Рошаль начал уговаривать разволновавшегося артиста: дескать, Миша, дорогой, не волнуйтесь, ну чего не бывает в театре, в кино и в промежутках между ними. «Обер-фашист» и главный режиссер даже крепко обнялись. Астангов сразу успокоился и пошел гримироваться. Нам объявили трехминутную готовность, которая продолжалась около часа. Еще несколько раз прорепетировали вставание и приветствия. Все застыло в напряжении. Осветители включили свет! И вот он появился в безукоризненном мундире, с моноклем в глазу. Раздались команды: «Мотор! Камера!»... По команде мы дружно вскочили с мест и охотно гаркнули вражеское приветствие. Было сделано еще два дубля. Только-только раскочегарились снимать дальше, но тут выяснилось, что Астангов не успел выучить текст речи. Рошаль только попытался выразить ему свое недоумение, как Астангов снова и еще более яростно накинулся на него, и как-то так получилось, что Рошаль кругом виноват и должен его успокаивать.
— Хорошо, хорошо, Миша! — клокотал режиссер. — Говори, что хочешь. Только темпераментно! Как только ты умеешь! Текст речи запишем отдельно. Потом! — а сам уже заискивал перед ним, даже хихикал.
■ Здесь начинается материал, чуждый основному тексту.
//! 晋江文学城元数据源
//!
//! - `markup`：字节解码与文档树构建
//! - `extract`：详情页/搜索页字段提取
//! - `cover`：封面地址策略
//! - `identify`：按 id 或按书名识别
//! - `download`：封面下载

mod cover;
mod download;
mod extract;
mod identify;
mod markup;
mod selectors;
mod urls;

use std::sync::Arc;
use std::time::Duration;

use async_trait::async_trait;
use scraper::Html;
use tokio_util::sync::CancellationToken;

use crate::core::config::{NetworkConfig, SiteConfig};
use crate::core::error::Result;
use crate::core::event::ResultSender;
use crate::core::model::{Identifiers, LookupQuery, MetadataRecord};
use crate::interfaces::source::RankKeyFn;
use crate::interfaces::{BookUrl, Capability, Fetcher, MetadataSource, SourceInfo, TouchedField};

pub use self::cover::{
    custom_cover_fetch_url, is_author_space_host, is_author_space_path, original_resolution_url, resolve_cover,
    resolve_cover_url, strip_resolution_suffix,
};
pub use self::extract::{
    DetailFields, SearchCard, SearchLayout, SearchPage, extract_custom_cover, extract_detail,
    extract_search_page,
};
pub use self::markup::normalize;
pub use self::selectors::SiteSelectors;
pub use self::urls::{CatalogUrls, PROVIDER_ID, book_url, id_from_url};

pub const PUBLISHER: &str = "晋江文学城";
pub const LANGUAGE: &str = "zh_CN";

pub static INFO: SourceInfo = SourceInfo {
    name: "jjwxc.net",
    description: "Downloads metadata and covers from Jinjiang.",
    version: (1, 2, 6),
    capabilities: &[Capability::Identify, Capability::Cover],
    touched_fields: &[
        TouchedField::Title,
        TouchedField::Authors,
        TouchedField::Identifier(PROVIDER_ID),
        TouchedField::Comments,
        TouchedField::Publisher,
        TouchedField::Languages,
        TouchedField::Tags,
        TouchedField::Pubdate,
    ],
    has_html_comments: true,
    supports_gzip_transfer_encoding: true,
    can_get_multiple_covers: true,
};

/// 晋江元数据源
///
/// 不持有任何可变状态，多个识别任务可以共享同一个实例。
pub struct Jinjiang {
    urls: CatalogUrls,
    fetcher: Arc<dyn Fetcher>,
    /// 下载封面前的固定间隔
    pacing: Duration,
}

impl Jinjiang {
    pub fn new(config: SiteConfig, network: &NetworkConfig, fetcher: Arc<dyn Fetcher>) -> Self {
        Self {
            urls: CatalogUrls::new(&config),
            fetcher,
            pacing: network.pacing(),
        }
    }

    pub fn urls(&self) -> &CatalogUrls {
        &self.urls
    }

    /// 抓取页面并在同一步内完成解析与提取
    ///
    /// 文档树不跨越 await，提取结果以自有数据返回。
    async fn fetch_document<T, F>(&self, url: &str, timeout: Duration, extract: F) -> Result<T>
    where
        F: FnOnce(&Html) -> Result<T> + Send,
    {
        let raw = self.fetcher.fetch(url, timeout).await?;
        let doc = markup::normalize(&raw)?;
        extract(&doc)
    }

    fn known_id(identifiers: &Identifiers) -> Option<&str> {
        identifiers
            .get(PROVIDER_ID)
            .map(|id| id.trim())
            .filter(|id| !id.is_empty())
    }

    fn base_record(title: String, author: String, id: &str) -> MetadataRecord {
        let mut identifiers = Identifiers::new();
        identifiers.insert(PROVIDER_ID.to_string(), id.to_string());
        MetadataRecord {
            title,
            authors: vec![author],
            identifiers,
            comments: String::new(),
            publisher: PUBLISHER.to_string(),
            language: LANGUAGE.to_string(),
            tags: Vec::new(),
            url: book_url(id),
            cover: None,
            pubdate: None,
            search_result_index: None,
        }
    }
}

#[async_trait]
impl MetadataSource for Jinjiang {
    fn info(&self) -> &SourceInfo {
        &INFO
    }

    fn get_book_url(&self, identifiers: &Identifiers) -> Option<BookUrl> {
        Self::known_id(identifiers).map(|id| BookUrl {
            provider: PROVIDER_ID,
            id: id.to_string(),
            url: book_url(id),
        })
    }

    fn get_book_url_name(&self) -> &str {
        PUBLISHER
    }

    fn get_cached_cover_url(&self, identifiers: &Identifiers) -> Option<String> {
        Self::known_id(identifiers).map(|id| self.urls.default_cover_url(id))
    }

    fn id_from_url(&self, url: &str) -> Option<String> {
        id_from_url(url)
    }

    fn identify_results_keygen(&self, _query: &LookupQuery) -> RankKeyFn {
        MetadataRecord::rank_key
    }

    /// 已知 id 时直接抓详情页，否则按书名搜索
    ///
    /// `abort` 不在识别过程中轮询，取消由宿主在调用前后负责。
    async fn identify(
        &self,
        query: &LookupQuery,
        results: &ResultSender,
        _abort: &CancellationToken,
    ) -> usize {
        let outcome = match Self::known_id(&query.identifiers) {
            Some(id) => self.identify_by_id(id, query, results).await,
            None => self.identify_by_search(query, results).await,
        };

        outcome.unwrap_or_else(|e| {
            e.report("identify failed");
            0
        })
    }

    async fn download_cover(
        &self,
        query: &LookupQuery,
        get_best_cover: bool,
        results: &ResultSender,
        abort: &CancellationToken,
    ) -> usize {
        self.download_covers(query, get_best_cover, results, abort)
            .await
    }
}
Все это было для меня удивительным и невиданным уроком компромисса, приспособления, бури и игры.
Снова раздалось: «Мотор! Камера!..» Астангов подошел к трибуне, великолепно взошел, вздернул руку в приветствии и в наступившей мертвой тишине громко, с осатанелым пафосом произнес:
— Бу-уря мгло-ою не-бо кроет!.. Вихри... снежные крутя!..
Изнуренный томительным ожиданием зал взорвался дружным гомерическим хохотом...
— Сто-о-оп!! — заорали со всех сторон, и дюжина проклятий обрушилась на наши фашистские головы.
Весь эпизод пришлось повторить сначала, но с первыми словами: «Буря мглою...» — мы уже не в силах были сдержаться, хохотали с нарастающей силой и портили дубль за дублем. Съемка удалась только на четвертый или пятый раз, и то лишь, наверное, потому, что Астангов уже ничего не произносил, а только беззвучно раскрывал и закрывал рот, величественно размахивая руками.
...Потом был фильм «Александр Невский». Есть в нем такой эпизод: молодая русская красавица вступает в народное ополчение, чтобы сражаться за святую Русь. Она просит дать ей меч и помочь надеть кольчужку, что мы, исполнявшие роли ополченцев, и делаем с большим воодушевлением — уж больно мощная была красавица!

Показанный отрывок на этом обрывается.